Aussi l’auteur s’attache-t-il ensuite à démêler les fils du drame et à les mettre à nu ; et ici, on ne peut s’empêcher de penser dans le registre très différent de la littérature, à «Chronique d’une mort annoncée» de Gabriel Garcia Marquez… Jan T. Gross analyse minutieusement, chapitre après chapitre, les éléments du contexte : la place des juifs à Jedwabne avant guerre, l’impact de l’occupation soviétique et celle de l’invasion allemande ; il s’intéresse tout particulièrement au jeu et aux motivations des acteurs «criminels». Ce qui lui permet d’offrir au milieu du livre un récit beaucoup plus fouillé de cette journée. Les derniers chapitres sont consacrés à «l’après», aux conséquences judiciaires du massacre et à la manière dont la mémoire a occulté pendant des décennies la réalité et le sens véritable.

Tel un fin limier, Jan T. Gross a mené l’enquête patiemment afin d’établir la vérité des faits; l’ auteur étant mû par une exigence éthique, ce livre est aussi en quelque sorte un «mémorial littéraire» aux 1600 victimes juives de Jedwabne. Mais ce livre est également intéressant par la perspective adoptée et le rapport aux sources.

Malgré le nombre de victimes et le nombre d’acteurs impliqués dans le massacre, cette étude nous semble relever de la «micro-histoire», de «l’histoire vue d’en bas», par l’attention que l’auteur accorde au rôle des individus et aux  motifs dans qui les conduisent à massacrer leurs voisins. Ce faisant, il opère une véritable rupture historiographique et conteste le «récit national» élaboré en Pologne après la guerre.  Non! l’histoire de l’extermination des juifs polonais n’est pas «un sujet distinct, séparé (de l’histoire polonaise) qui n’affecte que de manière tangentielle le reste de la société polonaise» (p.27). Autrement dit, la part de responsabilité des polonais – à la fois victimes et bourreaux –  dans le génocide doit être réévaluée à la lumière des progrès de la connaissance historique.
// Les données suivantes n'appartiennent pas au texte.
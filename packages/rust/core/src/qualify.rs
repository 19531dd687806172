//! Scoring and persisting deduplicated candidates as leads.

use leadscout_shared::{CandidateRecord, Lead, Result, TargetingCriteria, TaskId};
use leadscout_storage::LeadRepository;
use tracing::{debug, warn};

use crate::scoring::Scorer;

/// Score substituted when the scorer fails.
pub const DEFAULT_NEUTRAL_SCORE: f64 = 50.0;

/// Bring a raw score into `[0, 100]`. `None` for NaN, which has no position
/// on the scale.
pub fn clamp_score(raw: f64) -> Option<f64> {
    if raw.is_nan() {
        None
    } else {
        Some(raw.clamp(0.0, 100.0))
    }
}

/// Turns candidates into persisted leads.
pub struct Qualifier<'a> {
    scorer: &'a dyn Scorer,
    leads: &'a dyn LeadRepository,
    neutral_score: f64,
}

impl<'a> Qualifier<'a> {
    pub fn new(scorer: &'a dyn Scorer, leads: &'a dyn LeadRepository) -> Self {
        Self {
            scorer,
            leads,
            neutral_score: DEFAULT_NEUTRAL_SCORE,
        }
    }

    pub fn with_neutral_score(mut self, score: f64) -> Self {
        self.neutral_score = clamp_score(score).unwrap_or(DEFAULT_NEUTRAL_SCORE);
        self
    }

    /// Score each candidate in order and persist it, stopping once
    /// `max_leads` leads exist. Candidates past the cap are never scored,
    /// whatever their quality. Scoring failures fall back to the neutral
    /// score; persistence failures abort the run.
    pub async fn qualify(
        &self,
        task_id: TaskId,
        candidates: Vec<CandidateRecord>,
        criteria: &TargetingCriteria,
        max_leads: usize,
    ) -> Result<Vec<Lead>> {
        let mut accepted = Vec::with_capacity(candidates.len().min(max_leads));

        for candidate in candidates.into_iter().take(max_leads) {
            let score = self.score(&candidate, criteria).await;
            let lead = Lead::from_candidate(candidate, task_id, score);
            self.leads.put_lead(&lead).await?;
            debug!(
                lead_id = %lead.id,
                score = lead.quality_score,
                tier = %lead.quality_tier,
                "lead accepted"
            );
            accepted.push(lead);
        }

        Ok(accepted)
    }

    async fn score(&self, candidate: &CandidateRecord, criteria: &TargetingCriteria) -> f64 {
        match self.scorer.score(candidate, criteria).await {
            Ok(raw) => clamp_score(raw).unwrap_or_else(|| {
                warn!(candidate = %candidate.display_name(), "scorer returned NaN, using neutral score");
                self.neutral_score
            }),
            Err(e) => {
                warn!(
                    candidate = %candidate.display_name(),
                    error = %e,
                    "scoring failed, using neutral score"
                );
                self.neutral_score
            }
        }
    }
}
// assertions.rs - Comparing result sets against literal expectations
//
// Count first, then content, position by position. On a mismatch the
// error carries both result sets as JSON so the failing test output is
// enough to see what went wrong.

use crate::errors::{Error, Result};
use crate::row::Row;

/// Relative float tolerance used by `assert_rows`
///
/// Postgres prints float8 with 15 significant digits, so literals copied
/// from psql output are only accurate to about that.
pub const DEFAULT_FLOAT_TOLERANCE: f64 = 1e-12;

/// Assert that a result set has exactly `expected` rows
pub fn assert_row_count(actual: &[Row], expected: usize) -> Result<()> {
    if actual.len() != expected {
        return Err(Error::AssertionMismatch {
            reason: format!("expected {} rows, got {}", expected, actual.len()),
            expected: expected.to_string(),
            actual: render(actual),
        });
    }
    Ok(())
}

/// Assert structural equality with the default float tolerance
pub fn assert_rows(actual: &[Row], expected: &[Row]) -> Result<()> {
    assert_rows_with(actual, expected, DEFAULT_FLOAT_TOLERANCE)
}

/// Assert structural equality, floats compared with a relative `tolerance`
pub fn assert_rows_with(actual: &[Row], expected: &[Row], tolerance: f64) -> Result<()> {
    let mismatch = |reason: String| Error::AssertionMismatch {
        reason,
        expected: render(expected),
        actual: render(actual),
    };

    if actual.len() != expected.len() {
        return Err(mismatch(format!(
            "expected {} rows, got {}",
            expected.len(),
            actual.len()
        )));
    }

    for (index, (got, want)) in actual.iter().zip(expected).enumerate() {
        if let Some(reason) = row_difference(got, want, tolerance) {
            return Err(mismatch(format!("row {index}: {reason}")));
        }
    }

    Ok(())
}

fn row_difference(actual: &Row, expected: &Row, tolerance: f64) -> Option<String> {
    let actual_columns: Vec<&str> = actual.columns().collect();
    let expected_columns: Vec<&str> = expected.columns().collect();
    if actual_columns != expected_columns {
        return Some(format!(
            "columns {:?} do not match expected {:?}",
            actual_columns, expected_columns
        ));
    }

    expected.iter().find_map(|(column, want)| {
        let got = actual.get(column)?;
        (!got.approx_eq(want, tolerance))
            .then(|| format!("column `{column}` is {got:?}, expected {want:?}"))
    })
}

fn render(rows: &[Row]) -> String {
    serde_json::to_string_pretty(rows).unwrap_or_else(|_| format!("{rows:?}"))
}

#[cfg(test)]
mod tests {
    use super::*;
    use crate::row;

    fn segments() -> Vec<Row> {
        vec![
            row! { "id" => "KAGOSHIMA_1" },
            row! { "id" => "KAGOSHIMA_2" },
            row! { "id" => "KAGOSHIMA_3" },
        ]
    }

    #[test]
    fn test_identical_rows_pass() {
        assert!(assert_rows(&segments(), &segments()).is_ok());
        assert!(assert_row_count(&segments(), 3).is_ok());
    }

    #[test]
    fn test_count_is_checked_first() {
        let all = segments();
        let actual = &all[..2];
        let err = assert_rows(actual, &all).unwrap_err();
        match err {
            Error::AssertionMismatch { reason, .. } => {
                assert_eq!(reason, "expected 3 rows, got 2");
            }
            other => panic!("unexpected error: {other}"),
        }
        assert!(assert_row_count(actual, 3).is_err());
    }

    #[test]
    fn test_order_matters() {
        let mut reversed = segments();
        reversed.reverse();
        let err = assert_rows(&reversed, &segments()).unwrap_err();
        let message = err.to_string();
        assert!(message.contains("row 0: column `id`"), "got: {}", message);
        assert!(message.contains("KAGOSHIMA_3"));
    }

    #[test]
    fn test_column_sets_must_match() {
        let actual = vec![row! { "id" => 1, "extra" => true }];
        let expected = vec![row! { "id" => 1 }];
        let err = assert_rows(&actual, &expected).unwrap_err();
        assert!(err.to_string().contains("columns [\"id\", \"extra\"]"));
    }

    #[test]
    fn test_float_tolerance() {
        let actual = vec![row! { "longitude" => 130.6422283157748, "latitude" => 30.704545454545453 }];
        let expected = vec![row! { "longitude" => 130.642228315775, "latitude" => 30.7045454545455 }];
        assert!(assert_rows(&actual, &expected).is_ok());
        assert!(assert_rows_with(&actual, &expected, 0.0).is_err());
    }

    #[test]
    fn test_int_and_float_are_distinct() {
        let actual = vec![row! { "subordinates_count" => 4.0 }];
        let expected = vec![row! { "subordinates_count" => 4i64 }];
        assert!(assert_rows(&actual, &expected).is_err());
    }
}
L’auteur innove dans sa «nouvelle approche des sources» (titre du chapitre 14) à partir desquelles il construit son récit. Elles sont minces et reposent essentiellement sur les aveux de bourreaux à demi-amnésiques et sur les témoignages des victimes survivantes. Or, les survivants d’un génocide sont par définition peu nombreux, comme le rappelle fort justement l’auteur. Jan T. Gross assume clairement le choix  de privilégier la véracité de la parole des victimes qui ont survécu au massacre. Au lieu d’adopter une attitude critique a priori, il accepte, après analyse minutieuse, ce que disent les survivants dans leur récit, «jusqu’à preuve convaincante du contraire» ( p.126). On le sait, ce refus d’accorder du crédit à la parole des victimes est un des angles d’attaque des négationnistes de tout poil et c’est aussi ce qui a été reproché à l’auteur  par ceux qui contestent ses thèses.

Dans le post-scriptum rédigé en 2000, Jan T. Gross conclut : «je crois que nous sommes arrivés au seuil où la nouvelle génération de polonais élevés dans la liberté d’expression et les libertés politiques est prête à affronter dans toute sa crudité l’histoire des relations entre Juifs et Polonais au cours de la guerre» (p. 152). Face à la montée  des courants nationalistes en Pologne, il semble malheureusement que cet optimisme ne soit plus d’actualité. La Pologne n’en a pas encore fini avec les démons de son passé douloureux…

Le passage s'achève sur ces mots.